◆ SUPPLIED ENTRIES:
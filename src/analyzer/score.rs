use crate::config::types::{RiskFinding, RiskLevel};

/// Weighted sum of finding severities
pub fn risk_score(findings: &[RiskFinding]) -> u32 {
    findings.iter().map(|f| f.severity.weight()).sum()
}

/// Band implied by a numeric score
pub fn level_for_score(score: u32) -> RiskLevel {
    match score {
        0..=4 => RiskLevel::Low,
        5..=14 => RiskLevel::Medium,
        15..=29 => RiskLevel::High,
        _ => RiskLevel::Critical,
    }
}

/// The higher of the score band and the worst single finding
pub fn risk_level(score: u32, findings: &[RiskFinding]) -> RiskLevel {
    let worst = findings
        .iter()
        .map(|f| RiskLevel::from(f.severity))
        .max()
        .unwrap_or(RiskLevel::Low);
    level_for_score(score).max(worst)
}

#[cfg(test)]
mod tests {
    use super::*;
    use crate::config::types::{Location, RiskCategory, Severity};

    fn finding(severity: Severity) -> RiskFinding {
        RiskFinding {
            rule_id: "test".to_string(),
            category: RiskCategory::UnsafeExec,
            severity,
            location: Location {
                line: 1,
                column: 1,
                offset: 0,
            },
            description: String::new(),
        }
    }

    #[test]
    fn score_is_weighted_sum() {
        let findings = vec![
            finding(Severity::Low),
            finding(Severity::Medium),
            finding(Severity::High),
            finding(Severity::Critical),
        ];
        assert_eq!(risk_score(&findings), 1 + 3 + 7 + 15);
    }

    #[test]
    fn empty_findings_are_low() {
        assert_eq!(risk_score(&[]), 0);
        assert_eq!(risk_level(0, &[]), RiskLevel::Low);
    }

    #[test]
    fn level_takes_worst_of_band_and_severity() {
        let one_critical = vec![finding(Severity::Critical)];
        assert_eq!(risk_level(15, &one_critical), RiskLevel::Critical);

        let many_lows: Vec<_> = (0..6).map(|_| finding(Severity::Low)).collect();
        assert_eq!(risk_level(6, &many_lows), RiskLevel::Medium);
    }

    #[test]
    fn band_edges() {
        assert_eq!(level_for_score(4), RiskLevel::Low);
        assert_eq!(level_for_score(5), RiskLevel::Medium);
        assert_eq!(level_for_score(15), RiskLevel::High);
        assert_eq!(level_for_score(30), RiskLevel::Critical);
    }
}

◆ YOUR ASSIGNMENT: Set down the listing above in full, please, exactly as it appears.

◆ SOLUTION:
filename src/analyzer/score.rs
use crate::config::types::{RiskFinding, RiskLevel};

/// Weighted sum of finding severities
pub fn risk_score(findings: &[RiskFinding]) -> u32 {
    findings.iter().map(|f| f.severity.weight()).sum()
}

/// Band implied by a numeric score
pub fn level_for_score(score: u32) -> RiskLevel {
    match score {
        0..=4 => RiskLevel::Low,
        5..=14 => RiskLevel::Medium,
        15..=29 => RiskLevel::High,
        _ => RiskLevel::Critical,
    }
}

/// The higher of the score band and the worst single finding
pub fn risk_level(score: u32, findings: &[RiskFinding]) -> RiskLevel {
    let worst = findings
        .iter()
        .map(|f| RiskLevel::from(f.severity))
        .max()
        .unwrap_or(RiskLevel::Low);
    level_for_score(score).max(worst)
}

#[cfg(test)]
mod tests {
    use super::*;
    use crate::config::types::{Location, RiskCategory, Severity};

    fn finding(severity: Severity) -> RiskFinding {
        RiskFinding {
            rule_id: "test".to_string(),
            category: RiskCategory::UnsafeExec,
            severity,
            location: Location {
                line: 1,
                column: 1,
                offset: 0,
            },
            description: String::new(),
        }
    }

    #[test]
    fn score_is_weighted_sum() {
        let findings = vec![
            finding(Severity::Low),
            finding(Severity::Medium),
            finding(Severity::High),
            finding(Severity::Critical),
        ];
        assert_eq!(risk_score(&findings), 1 + 3 + 7 + 15);
    }

    #[test]
    fn empty_findings_are_low() {
        assert_eq!(risk_score(&[]), 0);
        assert_eq!(risk_level(0, &[]), RiskLevel::Low);
    }

    #[test]
    fn level_takes_worst_of_band_and_severity() {
        let one_critical = vec![finding(Severity::Critical)];
        assert_eq!(risk_level(15, &one_critical), RiskLevel::Critical);

        let many_lows: Vec<_> = (0..6).map(|_| finding(Severity::Low)).collect();
        assert_eq!(risk_level(6, &many_lows), RiskLevel::Medium);
    }

    #[test]
    fn band_edges() {
        assert_eq!(level_for_score(4), RiskLevel::Low);
        assert_eq!(level_for_score(5), RiskLevel::Medium);
        assert_eq!(level_for_score(15), RiskLevel::High);
        assert_eq!(level_for_score(30), RiskLevel::Critical);
    }
}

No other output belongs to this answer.